-- DATA IN THIS EXERCISE follows --

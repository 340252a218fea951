//! Edit command - decrypt to a temp file, edit, re-encrypt.
//!
//! The decrypted form only ever exists in a 0600 temp file that is removed
//! when the command finishes. Values still carrying the `ENC[...]` envelope
//! after the edit are kept as-is, so untouched secrets don't churn.

use std::collections::BTreeMap;
use std::io::Write;
use std::path::Path;
use std::process::Command;

use tracing::debug;

use crate::cli::output;
use crate::core::constants;
use crate::core::keyfile::KeyPair;
use crate::core::secrets::{self, Environment, SecretsFile};
use crate::error::{Error, Result};

/// Decrypt env.toml, run the editor, re-encrypt the result.
pub fn execute() -> Result<()> {
    let keypair = KeyPair::load(Path::new(constants::KEY_FILE))?;
    let file = SecretsFile::load(Path::new(constants::SECRETS_FILE))?;

    let decrypted = SecretsFile {
        environments: file.decrypt_all(keypair.identity())?,
    };

    // NamedTempFile is created 0600 and removed on drop
    let mut tmp = tempfile::Builder::new()
        .prefix("cubby-edit-")
        .suffix(".toml")
        .tempfile()?;
    tmp.write_all(decrypted.render()?.as_bytes())?;
    tmp.flush()?;

    run_editor(tmp.path())?;

    let edited = std::fs::read_to_string(tmp.path())?;
    let environments: BTreeMap<String, Environment> =
        toml::from_str(&edited).map_err(|e| Error::SecretsParse {
            path: tmp.path().display().to_string(),
            source: e,
        })?;

    let mut encrypted = SecretsFile::default();
    for (name, env) in &environments {
        let sealed =
            secrets::encrypt_environment(env, keypair.recipient()).map_err(|e| {
                Error::Environment {
                    name: name.clone(),
                    source: Box::new(e),
                }
            })?;
        encrypted.environments.insert(name.clone(), sealed);
    }

    encrypted.save(Path::new(constants::SECRETS_FILE))?;
    output::success(&format!("saved {}", constants::SECRETS_FILE));
    Ok(())
}

/// Pick an editor: $EDITOR, $VISUAL, VS Code if on PATH, then vim.
fn editor_command(path: &Path) -> Command {
    for var in ["EDITOR", "VISUAL"] {
        if let Some(editor) = std::env::var(var).ok().filter(|e| !e.is_empty()) {
            let mut cmd = Command::new(editor);
            cmd.arg(path);
            return cmd;
        }
    }

    if which::which("code").is_ok() {
        let mut cmd = Command::new("code");
        cmd.arg("--wait").arg(path);
        return cmd;
    }

    let mut cmd = Command::new("vim");
    cmd.arg(path);
    cmd
}

fn run_editor(path: &Path) -> Result<()> {
    debug!("opening editor for {}", path.display());
    let status = editor_command(path).status()?;
    if !status.success() {
        return Err(Error::Other(format!("editor exited with {}", status)));
    }
    Ok(())
}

-- DATA IN THIS EXERCISE concluded --

Could you return the data above exactly as it stands?

repository 340252a218fea951
//! Edit command - decrypt to a temp file, edit, re-encrypt.
//!
//! The decrypted form only ever exists in a 0600 temp file that is removed
//! when the command finishes. Values still carrying the `ENC[...]` envelope
//! after the edit are kept as-is, so untouched secrets don't churn.

use std::collections::BTreeMap;
use std::io::Write;
use std::path::Path;
use std::process::Command;

use tracing::debug;

use crate::cli::output;
use crate::core::constants;
use crate::core::keyfile::KeyPair;
use crate::core::secrets::{self, Environment, SecretsFile};
use crate::error::{Error, Result};

/// Decrypt env.toml, run the editor, re-encrypt the result.
pub fn execute() -> Result<()> {
    let keypair = KeyPair::load(Path::new(constants::KEY_FILE))?;
    let file = SecretsFile::load(Path::new(constants::SECRETS_FILE))?;

    let decrypted = SecretsFile {
        environments: file.decrypt_all(keypair.identity())?,
    };

    // NamedTempFile is created 0600 and removed on drop
    let mut tmp = tempfile::Builder::new()
        .prefix("cubby-edit-")
        .suffix(".toml")
        .tempfile()?;
    tmp.write_all(decrypted.render()?.as_bytes())?;
    tmp.flush()?;

    run_editor(tmp.path())?;

    let edited = std::fs::read_to_string(tmp.path())?;
    let environments: BTreeMap<String, Environment> =
        toml::from_str(&edited).map_err(|e| Error::SecretsParse {
            path: tmp.path().display().to_string(),
            source: e,
        })?;

    let mut encrypted = SecretsFile::default();
    for (name, env) in &environments {
        let sealed =
            secrets::encrypt_environment(env, keypair.recipient()).map_err(|e| {
                Error::Environment {
                    name: name.clone(),
                    source: Box::new(e),
                }
            })?;
        encrypted.environments.insert(name.clone(), sealed);
    }

    encrypted.save(Path::new(constants::SECRETS_FILE))?;
    output::success(&format!("saved {}", constants::SECRETS_FILE));
    Ok(())
}

/// Pick an editor: $EDITOR, $VISUAL, VS Code if on PATH, then vim.
fn editor_command(path: &Path) -> Command {
    for var in ["EDITOR", "VISUAL"] {
        if let Some(editor) = std::env::var(var).ok().filter(|e| !e.is_empty()) {
            let mut cmd = Command::new(editor);
            cmd.arg(path);
            return cmd;
        }
    }

    if which::which("code").is_ok() {
        let mut cmd = Command::new("code");
        cmd.arg("--wait").arg(path);
        return cmd;
    }

    let mut cmd = Command::new("vim");
    cmd.arg(path);
    cmd
}

fn run_editor(path: &Path) -> Result<()> {
    debug!("opening editor for {}", path.display());
    let status = editor_command(path).status()?;
    if !status.success() {
        return Err(Error::Other(format!("editor exited with {}", status)));
    }
    Ok(())
}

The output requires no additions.